EXERCISE BRIEF
What lines in the records below hold the string "Arguments"? Please show them.

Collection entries
BEGIN

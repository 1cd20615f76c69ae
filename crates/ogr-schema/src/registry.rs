//! # Schema Registry
//!
//! Maps namespace paths to type descriptors. A path is registered either
//! because a type was declared under it (`og:image`) or because a
//! reference property makes it an alias (`article:author` resolves to the
//! `profile` type).
//!
//! The registry is built once through [`RegistryBuilder`], which checks the
//! declarations for consistency, and is immutable afterwards. Types are
//! held in `Arc`s so objects instantiated from the registry share their
//! descriptor without copying it; a built registry is `Send + Sync` and can
//! be shared across concurrent builds.

use std::collections::{BTreeMap, BTreeSet};
use std::sync::Arc;

use thiserror::Error;

use ogr_core::{InvalidObjectError, NamespacePath};

use crate::descriptor::{TypeDescriptor, CONTENT};

/// Separator between a type namespace and a vertical name (`video.movie`).
pub const VERTICAL_SEPARATOR: char = '.';

/// A type declaration is inconsistent.
#[derive(Error, Debug, Clone, PartialEq, Eq)]
pub enum SchemaDefinitionError {
    /// Namespace is not a valid path.
    #[error("invalid type namespace {namespace:?}: {reason}")]
    InvalidNamespace { namespace: String, reason: String },

    /// Two types were declared under the same namespace.
    #[error("namespace {namespace} is declared twice")]
    DuplicateNamespace { namespace: String },

    /// A type declares the same property name twice.
    #[error("property {property} is declared twice on {namespace}")]
    DuplicateProperty { namespace: String, property: String },

    /// A property name is empty, contains a separator, or is reserved.
    #[error("invalid property name {property:?} on {namespace}")]
    InvalidProperty { namespace: String, property: String },

    /// A reference property names a type that was never declared.
    #[error("property {property} on {namespace} references unregistered type {target}")]
    UnknownReference {
        namespace: String,
        property: String,
        target: String,
    },

    /// A reference alias collides with a declared type namespace.
    #[error("reference alias {path} collides with a declared type")]
    ConflictingAlias { path: String },

    /// A vertical name is empty or contains a separator.
    #[error("invalid vertical {vertical:?} on {namespace}:{property}")]
    InvalidVertical {
        namespace: String,
        property: String,
        vertical: String,
    },
}

/// An immutable namespace-to-type mapping.
#[derive(Debug, Clone, Default)]
pub struct SchemaRegistry {
    types: BTreeMap<String, Arc<TypeDescriptor>>,
    aliases: BTreeMap<String, String>,
    verticals: BTreeSet<String>,
}

impl SchemaRegistry {
    pub fn builder() -> RegistryBuilder {
        RegistryBuilder::default()
    }

    /// Whether `path` names a type, directly or through a reference alias.
    pub fn is_registered(&self, path: &NamespacePath) -> bool {
        self.lookup(&path.joined()).is_some()
    }

    /// The type registered under `path`.
    pub fn resolve(&self, path: &NamespacePath) -> Result<&Arc<TypeDescriptor>, InvalidObjectError> {
        let joined = path.joined();
        self.lookup(&joined)
            .ok_or(InvalidObjectError::UnknownNamespace { namespace: joined })
    }

    fn lookup(&self, joined: &str) -> Option<&Arc<TypeDescriptor>> {
        let namespace = self.aliases.get(joined).map(String::as_str).unwrap_or(joined);
        self.types.get(namespace)
    }

    /// The type declared under exactly `namespace`, ignoring aliases.
    pub fn type_descriptor(&self, namespace: &str) -> Option<&Arc<TypeDescriptor>> {
        self.types.get(namespace)
    }

    /// Declared types, ordered by namespace.
    pub fn types(&self) -> impl Iterator<Item = &Arc<TypeDescriptor>> {
        self.types.values()
    }

    /// Reference aliases as `(path, target namespace)` pairs.
    pub fn aliases(&self) -> impl Iterator<Item = (&str, &str)> {
        self.aliases.iter().map(|(k, v)| (k.as_str(), v.as_str()))
    }

    /// Fully qualified verticals such as `video.movie`.
    pub fn verticals(&self) -> &BTreeSet<String> {
        &self.verticals
    }

    pub fn is_vertical(&self, name: &str) -> bool {
        self.verticals.contains(name)
    }

    pub fn len(&self) -> usize {
        self.types.len()
    }

    pub fn is_empty(&self) -> bool {
        self.types.is_empty()
    }
}

/// Collects type declarations and validates them into a [`SchemaRegistry`].
#[derive(Debug, Clone, Default)]
pub struct RegistryBuilder {
    types: Vec<TypeDescriptor>,
}

impl RegistryBuilder {
    pub fn register(mut self, descriptor: TypeDescriptor) -> Self {
        self.types.push(descriptor);
        self
    }

    pub fn register_all<I>(mut self, descriptors: I) -> Self
    where
        I: IntoIterator<Item = TypeDescriptor>,
    {
        self.types.extend(descriptors);
        self
    }

    /// Check every declaration and produce the registry.
    ///
    /// # Errors
    ///
    /// Returns the first [`SchemaDefinitionError`] found: malformed or
    /// duplicate namespaces and properties, references to undeclared types,
    /// aliases shadowing declared types, and malformed vertical names.
    pub fn build(self) -> Result<SchemaRegistry, SchemaDefinitionError> {
        let mut types: BTreeMap<String, Arc<TypeDescriptor>> = BTreeMap::new();

        for descriptor in self.types {
            let path = NamespacePath::parse(descriptor.namespace()).map_err(|e| {
                SchemaDefinitionError::InvalidNamespace {
                    namespace: descriptor.namespace().to_string(),
                    reason: e.to_string(),
                }
            })?;
            let namespace = path.joined();
            if types.contains_key(&namespace) {
                return Err(SchemaDefinitionError::DuplicateNamespace { namespace });
            }
            check_properties(&path, &descriptor)?;
            types.insert(namespace.clone(), Arc::new(descriptor.with_namespace(namespace)));
        }

        let mut aliases = BTreeMap::new();
        let mut verticals = BTreeSet::new();

        for descriptor in types.values() {
            for property in descriptor.properties() {
                let slot = format!("{}:{}", descriptor.namespace(), property.name());

                if let Some(target) = property.reference() {
                    let target = NamespacePath::parse(target)
                        .map(|p| p.joined())
                        .unwrap_or_else(|_| target.to_string());
                    if !types.contains_key(&target) {
                        return Err(SchemaDefinitionError::UnknownReference {
                            namespace: descriptor.namespace().to_string(),
                            property: property.name().to_string(),
                            target,
                        });
                    }
                    if types.contains_key(&slot) {
                        return Err(SchemaDefinitionError::ConflictingAlias { path: slot });
                    }
                    aliases.insert(slot, target);
                }

                for vertical in property.vertical_names() {
                    verticals.insert(format!(
                        "{}{VERTICAL_SEPARATOR}{vertical}",
                        descriptor.namespace()
                    ));
                }
            }
        }

        tracing::debug!(
            types = types.len(),
            aliases = aliases.len(),
            verticals = verticals.len(),
            "schema registry built"
        );

        Ok(SchemaRegistry {
            types,
            aliases,
            verticals,
        })
    }
}

fn check_properties(
    path: &NamespacePath,
    descriptor: &TypeDescriptor,
) -> Result<(), SchemaDefinitionError> {
    let namespace = path.joined();
    let mut seen = BTreeSet::new();

    for property in descriptor.properties() {
        let name = property.name();
        let well_formed = path
            .child(name)
            .map(|child| child.leaf() == name)
            .unwrap_or(false);
        if !well_formed || name == CONTENT {
            return Err(SchemaDefinitionError::InvalidProperty {
                namespace,
                property: name.to_string(),
            });
        }
        if !seen.insert(name) {
            return Err(SchemaDefinitionError::DuplicateProperty {
                namespace,
                property: name.to_string(),
            });
        }
        if let Some(bad) = property
            .vertical_names()
            .iter()
            .find(|v| v.is_empty() || v.contains(VERTICAL_SEPARATOR))
        {
            return Err(SchemaDefinitionError::InvalidVertical {
                namespace,
                property: name.to_string(),
                vertical: bad.clone(),
            });
        }
    }
    Ok(())
}
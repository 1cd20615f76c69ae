//! # ogr-cli — CLI Tool for the OpenGraph Reader
//!
//! Provides the `ogr` command-line interface.
//!
//! ## Subcommands
//!
//! - `ogr build`: Build and validate the OpenGraph tree of a document head.
//! - `ogr schema`: List registered types, reference aliases and verticals.
//!
//! A document head is the JSON (or YAML) form of
//! [`ogr_graph::DocumentHead`]:
//!
//! ```json
//! {
//!   "prefix": "og: http://ogp.me/ns# article: http://ogp.me/ns/article#",
//!   "title": "Page title",
//!   "meta": [
//!     { "property": "og:title", "content": "5 Held in Plot to Bug Office" },
//!     { "property": "og:type", "content": "article" }
//!   ]
//! }
//! ```

pub mod build;
pub mod schema;

use std::path::Path;

use anyhow::{Context, Result};

use ogr_core::ReaderConfig;
use ogr_graph::DocumentHead;

/// Load the reader configuration: the YAML file if given, else defaults,
/// with `OGR_*` environment overrides applied on top.
pub fn load_config(path: Option<&Path>) -> Result<ReaderConfig> {
    let config = match path {
        Some(path) => ReaderConfig::from_file(path)
            .with_context(|| format!("failed to load configuration from {}", path.display()))?,
        None => ReaderConfig::default(),
    };
    config
        .with_env_overrides()
        .context("invalid OGR_* environment override")
}

/// Read a document head. Files ending in `.yaml` or `.yml` are parsed as
/// YAML, everything else as JSON.
pub fn load_document(path: &Path) -> Result<DocumentHead> {
    let content = std::fs::read_to_string(path)
        .with_context(|| format!("failed to read {}", path.display()))?;
    let yaml = path
        .extension()
        .and_then(|e| e.to_str())
        .is_some_and(|e| e.eq_ignore_ascii_case("yaml") || e.eq_ignore_ascii_case("yml"));
    let head = if yaml {
        serde_yaml::from_str(&content)
            .with_context(|| format!("failed to parse YAML document head {}", path.display()))?
    } else {
        serde_json::from_str(&content)
            .with_context(|| format!("failed to parse JSON document head {}", path.display()))?
    };
    Ok(head)
}

#[cfg(test)]
mod tests {
    use super::*;

    #[test]
    fn load_config_defaults_without_file() {
        let config = load_config(None).unwrap();
        assert!(config.validate_required);
    }

    #[test]
    fn load_config_from_yaml_file() {
        let dir = tempfile::tempdir().unwrap();
        let path = dir.path().join("ogr.yaml");
        std::fs::write(&path, "synthesize_image_url: true\n").unwrap();
        let config = load_config(Some(&path)).unwrap();
        assert!(config.synthesize_image_url);
    }

    #[test]
    fn load_config_missing_file_has_context() {
        let err = load_config(Some(Path::new("/nonexistent/ogr.yaml"))).unwrap_err();
        assert!(format!("{err:#}").contains("failed to load configuration"));
    }

    #[test]
    fn load_json_document() {
        let dir = tempfile::tempdir().unwrap();
        let path = dir.path().join("head.json");
        std::fs::write(
            &path,
            r#"{"meta": [{"property": "og:title", "content": "A"}]}"#,
        )
        .unwrap();
        let head = load_document(&path).unwrap();
        assert_eq!(head.meta.len(), 1);
        assert!(head.title.is_none());
    }

    #[test]
    fn load_yaml_document() {
        let dir = tempfile::tempdir().unwrap();
        let path = dir.path().join("head.yml");
        std::fs::write(
            &path,
            "title: Page\nmeta:\n  - property: og:title\n    content: A\n",
        )
        .unwrap();
        let head = load_document(&path).unwrap();
        assert_eq!(head.title.as_deref(), Some("Page"));
        assert_eq!(head.meta[0].property, "og:title");
    }

    #[test]
    fn malformed_document_reports_path() {
        let dir = tempfile::tempdir().unwrap();
        let path = dir.path().join("head.json");
        std::fs::write(&path, "{not json").unwrap();
        let err = load_document(&path).unwrap_err();
        assert!(format!("{err:#}").contains("head.json"));
    }
}
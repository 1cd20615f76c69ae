//! # Build Subcommand
//!
//! Reads a document head, builds its OpenGraph object tree against the
//! standard vocabulary and prints the tree as JSON.
//!
//! Exit codes: 0 when the tree was built, 1 when the document has no
//! OpenGraph data or is rejected as an invalid object. Operational errors
//! (unreadable files, malformed input) propagate to `main`.

use std::path::PathBuf;

use anyhow::{Context, Result};
use clap::Args;

use ogr_builder::{build_document, BuildContext, RootContainer};
use ogr_core::{OgrError, ReaderConfig};
use ogr_schema::SchemaRegistry;

/// Arguments for the `ogr build` subcommand.
#[derive(Args, Debug)]
pub struct BuildArgs {
    /// Document head to read (JSON, or YAML for .yaml/.yml files).
    #[arg(value_name = "FILE")]
    pub file: PathBuf,

    /// Source URL of the document, used to resolve relative URLs.
    #[arg(long, value_name = "URL")]
    pub origin: Option<String>,

    /// Fallback title, overriding the document's own <title>.
    #[arg(long, value_name = "TEXT")]
    pub title: Option<String>,

    /// Abort on unknown namespaces and undefined properties.
    #[arg(long)]
    pub strict: bool,

    /// Pretty-print the JSON output.
    #[arg(long)]
    pub pretty: bool,
}

impl BuildArgs {
    /// The build context for this invocation on top of `config`.
    pub fn context(&self, mut config: ReaderConfig) -> BuildContext {
        config.strict |= self.strict;
        let mut ctx = BuildContext::new(config);
        if let Some(origin) = &self.origin {
            ctx = ctx.with_origin(origin.clone());
        }
        if let Some(title) = &self.title {
            ctx = ctx.with_fallback_title(title.clone());
        }
        ctx
    }
}

/// Execute the build subcommand.
pub fn run_build(args: &BuildArgs, config: ReaderConfig) -> Result<u8> {
    let registry = SchemaRegistry::standard().context("failed to load the standard vocabulary")?;
    let head = crate::load_document(&args.file)?;

    tracing::info!(
        file = %args.file.display(),
        tags = head.meta.len(),
        "building OpenGraph object"
    );

    match build_document(&head, &registry, args.context(config)) {
        Ok(root) => {
            println!("{}", render(&root, args.pretty)?);
            Ok(0)
        }
        Err(e @ (OgrError::InvalidObject(_) | OgrError::NoOpenGraphData(_))) => {
            eprintln!("{}: {e}", args.file.display());
            Ok(1)
        }
        Err(e) => Err(e).context("build failed"),
    }
}

/// Serialize a built tree.
pub fn render(root: &RootContainer, pretty: bool) -> Result<String> {
    let json = if pretty {
        serde_json::to_string_pretty(root)
    } else {
        serde_json::to_string(root)
    };
    json.context("failed to serialize the object tree")
}
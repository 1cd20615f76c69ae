//! # Meta Tag Extraction Contract
//!
//! The markup parser itself lives outside this workspace. What it hands
//! over is a [`DocumentHead`]: the head's `prefix` attribute, its title and
//! the `<meta property=... content=...>` tags in document order. This
//! module turns that into the ordered attribute list the graph is built
//! from.
//!
//! A tag is kept when its lowercased property starts with `og:` or with a
//! namespace declared in the `prefix` attribute, and it has content.

use std::sync::OnceLock;

use regex::Regex;
use serde::{Deserialize, Serialize};

use ogr_core::NamespacePath;

use crate::graph::AttributeGraph;

/// The namespace every OpenGraph document carries.
pub const OG_NAMESPACE: &str = "og";

/// One `<meta>` tag.
#[derive(Debug, Clone, PartialEq, Eq, Serialize, Deserialize)]
pub struct MetaTag {
    pub property: String,
    #[serde(default)]
    pub content: Option<String>,
}

impl MetaTag {
    pub fn new(property: impl Into<String>, content: impl Into<String>) -> Self {
        Self {
            property: property.into(),
            content: Some(content.into()),
        }
    }
}

/// The parts of a document head relevant to OpenGraph.
#[derive(Debug, Clone, Default, PartialEq, Eq, Serialize, Deserialize)]
#[serde(default)]
pub struct DocumentHead {
    /// Raw `prefix` attribute of the head element.
    pub prefix: Option<String>,
    /// Text of the `<title>` element.
    pub title: Option<String>,
    /// Meta tags in document order.
    pub meta: Vec<MetaTag>,
}

/// A namespaced attribute value.
#[derive(Debug, Clone, PartialEq, Eq)]
pub struct Attribute {
    pub path: NamespacePath,
    pub value: String,
}

impl Attribute {
    pub fn new(path: NamespacePath, value: impl Into<String>) -> Self {
        Self {
            path,
            value: value.into(),
        }
    }
}

fn prefix_pattern() -> Option<&'static Regex> {
    static PATTERN: OnceLock<Option<Regex>> = OnceLock::new();
    PATTERN
        .get_or_init(|| Regex::new(r"(\w+):\s*([^ ]+)").ok())
        .as_ref()
}

/// Namespace names declared by a `prefix` attribute such as
/// `og: http://ogp.me/ns# video: http://ogp.me/ns/video#`, lowercased.
pub fn parse_prefix_attribute(prefix: &str) -> Vec<String> {
    let Some(pattern) = prefix_pattern() else {
        return Vec::new();
    };
    let mut names: Vec<String> = Vec::new();
    for captures in pattern.captures_iter(prefix) {
        let name = captures[1].to_lowercase();
        if !names.contains(&name) {
            names.push(name);
        }
    }
    names
}

impl DocumentHead {
    /// Namespaces declared through the `prefix` attribute.
    pub fn declared_namespaces(&self) -> Vec<String> {
        self.prefix
            .as_deref()
            .map(parse_prefix_attribute)
            .unwrap_or_default()
    }

    /// OpenGraph attributes in document order, values trimmed.
    pub fn attributes(&self) -> Vec<Attribute> {
        let mut accepted = vec![format!("{OG_NAMESPACE}:")];
        accepted.extend(
            self.declared_namespaces()
                .into_iter()
                .filter(|ns| ns != OG_NAMESPACE),
        );

        self.meta
            .iter()
            .filter_map(|tag| {
                let content = tag.content.as_deref()?;
                let property = tag.property.to_lowercase();
                if !accepted.iter().any(|p| property.starts_with(p.as_str())) {
                    return None;
                }
                match NamespacePath::parse(&property) {
                    Ok(path) => Some(Attribute::new(path, content.trim())),
                    Err(e) => {
                        tracing::debug!(property = %tag.property, error = %e, "skipping malformed meta property");
                        None
                    }
                }
            })
            .collect()
    }

    /// The attribute graph of this head.
    pub fn graph(&self) -> AttributeGraph {
        AttributeGraph::from_attributes(self.attributes())
    }

    /// Whether the head carries any `og` data.
    pub fn has_open_graph_data(&self) -> bool {
        self.graph().exists(OG_NAMESPACE)
    }
}
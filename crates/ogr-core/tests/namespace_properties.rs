//! Property tests for namespace paths and configuration overrides.

use ogr_core::{NamespacePath, ReaderConfig};
use proptest::prelude::*;

fn segment() -> impl Strategy<Value = String> {
    "[a-zA-Z_][a-zA-Z0-9_]{0,10}"
}

proptest! {
    #[test]
    fn parse_joined_round_trip(segments in proptest::collection::vec(segment(), 1..6)) {
        let raw = segments.join(":");
        let path = NamespacePath::parse(&raw).unwrap();
        prop_assert_eq!(path.len(), segments.len());
        prop_assert_eq!(path.joined(), raw.to_lowercase());
        prop_assert_eq!(NamespacePath::parse(&path.joined()).unwrap(), path);
    }

    #[test]
    fn segments_are_lowercase(segments in proptest::collection::vec(segment(), 1..6)) {
        let path = NamespacePath::from_segments(&segments).unwrap();
        for s in path.segments() {
            prop_assert_eq!(s.clone(), s.to_lowercase());
        }
    }

    #[test]
    fn empty_segment_rejected(
        mut segments in proptest::collection::vec(segment(), 0..4),
        at in 0usize..5,
    ) {
        let at = at.min(segments.len());
        segments.insert(at, String::new());
        prop_assert!(NamespacePath::parse(&segments.join(":")).is_err());
    }

    #[test]
    fn parent_and_child_are_inverse(
        segments in proptest::collection::vec(segment(), 1..5),
        extra in segment(),
    ) {
        let path = NamespacePath::from_segments(&segments).unwrap();
        let child = path.child(&extra).unwrap();
        prop_assert_eq!(child.parent(), Some(path.clone()));
        prop_assert!(child.starts_with(&path));
        prop_assert_eq!(child.leaf(), extra.to_lowercase());
    }

    #[test]
    fn unparseable_override_is_rejected(value in "[a-z]{2,8}") {
        prop_assume!(value != "true" && value != "false");
        let result = ReaderConfig::default().with_overrides(|name| {
            (name == "OGR_STRICT").then(|| value.clone())
        });
        prop_assert!(result.is_err());
    }
}
//! # Schema Subcommand
//!
//! Lists the registered namespaces of the standard vocabulary with their
//! properties, the reference aliases derived from them and the known
//! verticals. Plain text by default, JSON with `--json`.

use anyhow::{Context, Result};
use clap::Args;
use serde::Serialize;

use ogr_schema::{PropertyDescriptor, SchemaRegistry, TypeDescriptor};

/// Arguments for the `ogr schema` subcommand.
#[derive(Args, Debug)]
pub struct SchemaArgs {
    /// Emit the listing as JSON.
    #[arg(long)]
    pub json: bool,
}

/// Execute the schema subcommand.
pub fn run_schema(args: &SchemaArgs) -> Result<u8> {
    let registry = SchemaRegistry::standard().context("failed to load the standard vocabulary")?;
    tracing::debug!(types = registry.len(), "listing schema");
    if args.json {
        let summary = SchemaSummary::from_registry(&registry);
        println!(
            "{}",
            serde_json::to_string_pretty(&summary).context("failed to serialize schema")?
        );
    } else {
        print!("{}", render_schema(&registry));
    }
    Ok(0)
}

// ─── Listing ────────────────────────────────────────────────────────

/// Serializable view of a registry.
#[derive(Debug, Serialize)]
pub struct SchemaSummary {
    pub types: Vec<TypeSummary>,
    pub aliases: Vec<AliasSummary>,
    pub verticals: Vec<String>,
}

#[derive(Debug, Serialize)]
pub struct TypeSummary {
    pub namespace: String,
    #[serde(skip_serializing_if = "Option::is_none")]
    pub content: Option<String>,
    pub properties: Vec<PropertySummary>,
}

#[derive(Debug, Serialize)]
pub struct PropertySummary {
    pub name: String,
    pub processor: String,
    pub collection: bool,
    pub required: bool,
    #[serde(skip_serializing_if = "Option::is_none")]
    pub references: Option<String>,
    #[serde(skip_serializing_if = "Vec::is_empty")]
    pub verticals: Vec<String>,
}

#[derive(Debug, Serialize)]
pub struct AliasSummary {
    pub path: String,
    pub target: String,
}

impl SchemaSummary {
    pub fn from_registry(registry: &SchemaRegistry) -> Self {
        Self {
            types: registry.types().map(|t| TypeSummary::from_descriptor(t)).collect(),
            aliases: registry
                .aliases()
                .map(|(path, target)| AliasSummary {
                    path: path.to_string(),
                    target: target.to_string(),
                })
                .collect(),
            verticals: registry.verticals().iter().cloned().collect(),
        }
    }
}

impl TypeSummary {
    fn from_descriptor(descriptor: &TypeDescriptor) -> Self {
        Self {
            namespace: descriptor.namespace().to_string(),
            content: descriptor
                .content_descriptor()
                .map(|c| c.processor().name().to_string()),
            properties: descriptor.properties().map(PropertySummary::from_descriptor).collect(),
        }
    }
}

impl PropertySummary {
    fn from_descriptor(property: &PropertyDescriptor) -> Self {
        Self {
            name: property.name().to_string(),
            processor: property.processor().name().to_string(),
            collection: property.is_collection(),
            required: property.is_required(),
            references: property.reference().map(str::to_string),
            verticals: property.vertical_names().iter().cloned().collect(),
        }
    }
}

/// Human-readable listing of `registry`.
pub fn render_schema(registry: &SchemaRegistry) -> String {
    let summary = SchemaSummary::from_registry(registry);
    let mut out = String::new();

    for t in &summary.types {
        match &t.content {
            Some(content) => out.push_str(&format!("{} (content: {content})\n", t.namespace)),
            None => out.push_str(&format!("{}\n", t.namespace)),
        }
        for p in &t.properties {
            let mut flags = Vec::new();
            if p.collection {
                flags.push("collection".to_string());
            }
            if p.required {
                flags.push("required".to_string());
            }
            if let Some(target) = &p.references {
                flags.push(format!("-> {target}"));
            }
            if !p.verticals.is_empty() {
                flags.push(format!("verticals: {}", p.verticals.join(", ")));
            }
            let flags = if flags.is_empty() {
                String::new()
            } else {
                format!(" [{}]", flags.join("; "))
            };
            out.push_str(&format!("  {}: {}{flags}\n", p.name, p.processor));
        }
    }

    if !summary.aliases.is_empty() {
        out.push_str("\naliases\n");
        for a in &summary.aliases {
            out.push_str(&format!("  {} -> {}\n", a.path, a.target));
        }
    }

    if !summary.verticals.is_empty() {
        out.push_str("\nverticals\n");
        for v in &summary.verticals {
            out.push_str(&format!("  {v}\n"));
        }
    }

    out
}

END

ANSWER TO THIS PROBLEM
/// Arguments for the `ogr build` subcommand.
/// Arguments for the `ogr schema` subcommand.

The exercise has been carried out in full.